//! Advance Ledger Domain
//!
//! Tracks money a customer has paid ahead of (or in excess of) what they
//! owe. The ledger is append-only:
//!
//! - **FundsAdded**: manual top-up, positive
//! - **ExtraPayment**: overpayment on a sale, positive
//! - **ConsumedBySale**: advance applied to a sale, negative
//! - **Reversed**: correction carrying the negated amount of its target
//!
//! # Invariants
//!
//! - A customer's balance equals the sum of their entry amounts
//! - The balance never goes negative
//! - Entries never change; an entry is reversed at most once
//!
//! # Example
//!
//! ```rust,ignore
//! use domain_ledger::{InMemoryLedgerStore, LedgerService, LedgerSettings};
//!
//! let store = Arc::new(InMemoryLedgerStore::default());
//! let service = LedgerService::new(store, LedgerSettings::default());
//!
//! service.add_funds(customer, dec!(5000), None, None).await?;
//! let receipt = service.consume_for_sale(customer, dec!(2000), sale).await?;
//! assert_eq!(receipt.balance, dec!(3000));
//! ```

pub mod entry;
pub mod error;
pub mod ports;
pub mod projector;
pub mod service;
pub mod reporting;
pub mod adapters;

pub use entry::{EntryDraft, EntryKind, KindFilter, LedgerEntry, MAX_AMOUNT};
pub use error::LedgerError;
pub use ports::{
    AppendReceipt, CustomerBalance, CustomerProfile, CustomerSnapshot, FeedQuery, LedgerReader,
    LedgerStore, ReferenceDirectory, SaleReference,
};
pub use projector::{BalanceProjector, Reconciliation};
pub use service::{LedgerService, LedgerSettings, NewBalance};
pub use reporting::{
    breakdown, filter_entries, sum_by_kind, AdvanceSummary, KindTotals, LedgerReports,
    PeriodGranularity, PeriodTotals,
};
pub use adapters::{InMemoryDirectory, InMemoryLedgerStore};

> [What this task involves] From the listing above, count the lines that include the word "error" and give the total alone.

> [Solution for this exercise] 2